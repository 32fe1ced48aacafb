//! Theme dispatch: turns one logging call into display text.

use std::sync::Arc;

use console::Style;

use crate::arg::{join_args, LogArg};
use crate::clock::{Clock, LocalClock};
use crate::kind::{EmojiMap, LogKind};
use crate::tabular::{BorderStyle, Cell, Table};
use crate::theme::{Theme, ThemeRegistry};

/// Column widths and border for the `table` theme.
///
/// Widths include one column of padding on each side.
#[derive(Clone, Copy, Debug, PartialEq, Eq)]
pub struct TableLayout {
    pub time_width: usize,
    pub type_width: usize,
    pub message_width: usize,
    pub border: BorderStyle,
}

impl Default for TableLayout {
    fn default() -> Self {
        Self {
            time_width: 12,
            type_width: 10,
            message_width: 60,
            border: BorderStyle::Light,
        }
    }
}

/// Renders log messages according to the active theme of a [`ThemeRegistry`].
///
/// The theme is read on every call, so switching themes takes effect on the
/// next message. The clock is also asked on every call.
///
/// | Theme     | Output                                             |
/// |-----------|----------------------------------------------------|
/// | `minimal` | `[12:00:00] LOG Hello`                             |
/// | `emoji`   | `[12:00:00] ✨ LOG Hello`                          |
/// | `table`   | Boxed table with `Time`, `Type`, `Message` columns |
pub struct MessageFormatter {
    registry: Arc<ThemeRegistry>,
    clock: Arc<dyn Clock>,
    emoji: EmojiMap,
    layout: TableLayout,
    styling: Option<bool>,
}

impl MessageFormatter {
    /// Create a formatter reading its theme from `registry`, with a local
    /// `HH:MM:SS` clock and the default emoji map and table layout.
    pub fn new(registry: Arc<ThemeRegistry>) -> Self {
        Self {
            registry,
            clock: Arc::new(LocalClock::new()),
            emoji: EmojiMap::default(),
            layout: TableLayout::default(),
            styling: None,
        }
    }

    pub fn with_clock(mut self, clock: impl Clock + 'static) -> Self {
        self.clock = Arc::new(clock);
        self
    }

    pub fn with_emoji_map(mut self, emoji: EmojiMap) -> Self {
        self.emoji = emoji;
        self
    }

    pub fn with_table_layout(mut self, layout: TableLayout) -> Self {
        self.layout = layout;
        self
    }

    /// Force decoration on (`Some(true)`) or off (`Some(false)`).
    ///
    /// `None` leaves the decision to the `console` crate's terminal detection.
    pub fn with_styling(mut self, styling: Option<bool>) -> Self {
        self.styling = styling;
        self
    }

    /// The registry this formatter reads its theme from.
    pub fn registry(&self) -> &Arc<ThemeRegistry> {
        &self.registry
    }

    pub fn emoji_map(&self) -> &EmojiMap {
        &self.emoji
    }

    /// Render a message under the active theme.
    pub fn format(&self, kind: LogKind, style: &Style, args: &[LogArg]) -> String {
        self.format_as(self.registry.current_theme(), kind, style, args)
    }

    /// Render a message under an explicit theme, ignoring the registry.
    pub fn format_as(&self, theme: Theme, kind: LogKind, style: &Style, args: &[LogArg]) -> String {
        match theme {
            Theme::Minimal => self.inline(kind.label().to_string(), style, args),
            Theme::Emoji => self.inline(self.emoji.decorate(kind), style, args),
            Theme::Table => self.table(kind, style, args),
        }
    }

    fn inline(&self, label: String, style: &Style, args: &[LogArg]) -> String {
        let gray = self.paint(&Style::new().black().bright());
        let dim = self.paint(&Style::new().dim());
        let white = self.paint(&Style::new().white());

        let message = args
            .iter()
            .map(|arg| white.apply_to(arg.render()).to_string())
            .collect::<Vec<_>>()
            .join(" ");

        format!(
            "{}{}{} {} {}",
            gray.apply_to("["),
            dim.apply_to(self.clock.now()),
            gray.apply_to("]"),
            self.paint(style).apply_to(label),
            message
        )
    }

    fn table(&self, kind: LogKind, style: &Style, args: &[LogArg]) -> String {
        let bold = self.paint(&Style::new().bold());
        let layout = &self.layout;

        Table::new([layout.time_width, layout.type_width, layout.message_width])
            .border(layout.border)
            .border_style(self.paint(&Style::new().black().bright()))
            .header([
                Cell::styled("Time", bold.clone()),
                Cell::styled("Type", bold.clone()),
                Cell::styled("Message", bold),
            ])
            .row([
                Cell::styled(self.clock.now(), self.paint(&Style::new().dim())),
                Cell::styled(self.emoji.decorate(kind), self.paint(style)),
                Cell::styled(join_args(args), self.paint(&Style::new().white())),
            ])
            .render()
    }

    fn paint(&self, style: &Style) -> Style {
        match self.styling {
            Some(enabled) => style.clone().force_styling(enabled),
            None => style.clone(),
        }
    }
}

#[cfg(test)]
mod tests {
    use super::*;
    use serde::Serialize;

    fn formatter(theme: Theme) -> MessageFormatter {
        MessageFormatter::new(Arc::new(ThemeRegistry::with_theme(theme)))
            .with_clock(crate::FixedClock::new("12:00:00"))
            .with_styling(Some(false))
    }

    fn args(values: &[&str]) -> Vec<LogArg> {
        values.iter().copied().map(LogArg::from).collect()
    }

    #[derive(Debug, Serialize)]
    struct Job {
        id: u32,
        state: &'static str,
    }

    #[test]
    fn test_minimal_line() {
        let out = formatter(Theme::Minimal).format(
            LogKind::Log,
            &LogKind::Log.style(),
            &args(&["Hello"]),
        );
        assert_eq!(out, "[12:00:00] LOG Hello");
    }

    #[test]
    fn test_minimal_joins_with_single_spaces() {
        let out = formatter(Theme::Minimal).format(
            LogKind::Info,
            &LogKind::Info.style(),
            &[LogArg::from("count:"), LogArg::from(3), LogArg::from(false)],
        );
        assert_eq!(out, "[12:00:00] INFO count: 3 false");
    }

    #[test]
    fn test_minimal_without_arguments_keeps_trailing_separator() {
        let out = formatter(Theme::Minimal).format(LogKind::Warn, &LogKind::Warn.style(), &[]);
        assert_eq!(out, "[12:00:00] WARN ");
    }

    #[test]
    fn test_emoji_line() {
        let out = formatter(Theme::Emoji).format(
            LogKind::Error,
            &LogKind::Error.style(),
            &args(&["bad"]),
        );
        assert_eq!(out, "[12:00:00] ❌ ERROR bad");
    }

    #[test]
    fn test_emoji_missing_entry_is_not_an_error() {
        let out = formatter(Theme::Emoji)
            .with_emoji_map(EmojiMap::empty())
            .format(LogKind::Log, &LogKind::Log.style(), &args(&["x"]));
        assert_eq!(out, "[12:00:00]  LOG x");
    }

    #[test]
    fn test_table_block() {
        let out =
            formatter(Theme::Table).format(LogKind::Log, &LogKind::Log.style(), &args(&["Hello"]));
        let lines: Vec<&str> = out.lines().collect();
        assert_eq!(lines.len(), 5);
        assert!(lines[0].starts_with('┌'));
        assert!(lines[1].contains("Time"));
        assert!(lines[1].contains("Type"));
        assert!(lines[1].contains("Message"));
        assert!(lines[3].contains("12:00:00"));
        assert!(lines[3].contains("✨ LOG"));
        assert!(lines[3].contains("Hello"));
        assert!(lines[4].starts_with('└'));
    }

    #[test]
    fn test_table_wraps_composites_into_extra_lines() {
        let job = LogArg::composite(&Job { id: 1, state: "done" });
        let out = formatter(Theme::Table).format(LogKind::Info, &LogKind::Info.style(), &[job]);
        assert!(out.lines().count() > 5);
        assert!(out.contains("\"state\": \"done\""));
    }

    #[test]
    fn test_table_layout_is_configurable() {
        let layout = TableLayout {
            time_width: 10,
            type_width: 10,
            message_width: 20,
            border: BorderStyle::Ascii,
        };
        let out = formatter(Theme::Table)
            .with_table_layout(layout)
            .format(LogKind::Warn, &LogKind::Warn.style(), &args(&["careful"]));
        let first = out.lines().next().unwrap();
        assert_eq!(first, "+----------+----------+--------------------+");
    }

    #[test]
    fn test_every_theme_and_kind_mentions_label_and_arguments_in_order() {
        let values = args(&["first", "second", "third"]);
        for theme in Theme::ALL {
            for kind in LogKind::ALL {
                let out = formatter(theme).format(kind, &kind.style(), &values);
                assert!(!out.is_empty());

                let label = match theme {
                    Theme::Minimal => kind.label().to_string(),
                    _ => EmojiMap::default().decorate(kind),
                };
                assert!(out.contains(&label), "{theme}/{kind}: {out}");

                let first = out.find("first").unwrap();
                let second = out.find("second").unwrap();
                let third = out.find("third").unwrap();
                assert!(first < second && second < third, "{theme}/{kind}: {out}");
            }
        }
    }

    #[test]
    fn test_styling_never_changes_content() {
        for theme in Theme::ALL {
            let plain =
                formatter(theme).format(LogKind::Error, &LogKind::Error.style(), &args(&["boom"]));
            let styled = formatter(theme)
                .with_styling(Some(true))
                .format(LogKind::Error, &LogKind::Error.style(), &args(&["boom"]));
            assert_ne!(plain, styled);
            assert_eq!(console::strip_ansi_codes(&styled), plain);
        }
    }

    #[test]
    fn test_theme_switch_applies_to_next_call() {
        let formatter = formatter(Theme::Minimal);
        let before = formatter.format(LogKind::Warn, &LogKind::Warn.style(), &args(&["w"]));
        formatter.registry().set_theme(Theme::Emoji);
        let after = formatter.format(LogKind::Info, &LogKind::Info.style(), &args(&["i"]));

        assert_eq!(before, "[12:00:00] WARN w");
        assert_eq!(after, "[12:00:00] ℹ️ INFO i");
    }

    #[test]
    fn test_clock_is_read_on_every_call() {
        use std::sync::atomic::{AtomicUsize, Ordering};

        let calls = AtomicUsize::new(0);
        let formatter = formatter(Theme::Minimal)
            .with_clock(move || format!("t{}", calls.fetch_add(1, Ordering::SeqCst)));
        let first = formatter.format(LogKind::Log, &LogKind::Log.style(), &[]);
        let second = formatter.format(LogKind::Log, &LogKind::Log.style(), &[]);
        assert!(first.starts_with("[t0]"));
        assert!(second.starts_with("[t1]"));
    }

    #[test]
    fn test_format_as_ignores_registry() {
        let formatter = formatter(Theme::Minimal);
        let out =
            formatter.format_as(Theme::Emoji, LogKind::Log, &LogKind::Log.style(), &args(&["x"]));
        assert_eq!(out, "[12:00:00] ✨ LOG x");
        assert_eq!(formatter.registry().current_theme(), Theme::Minimal);
    }
}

ASSIGNED TASK: Say how many lines in the entries include the word "static", with no text around the number.

REPLY: 2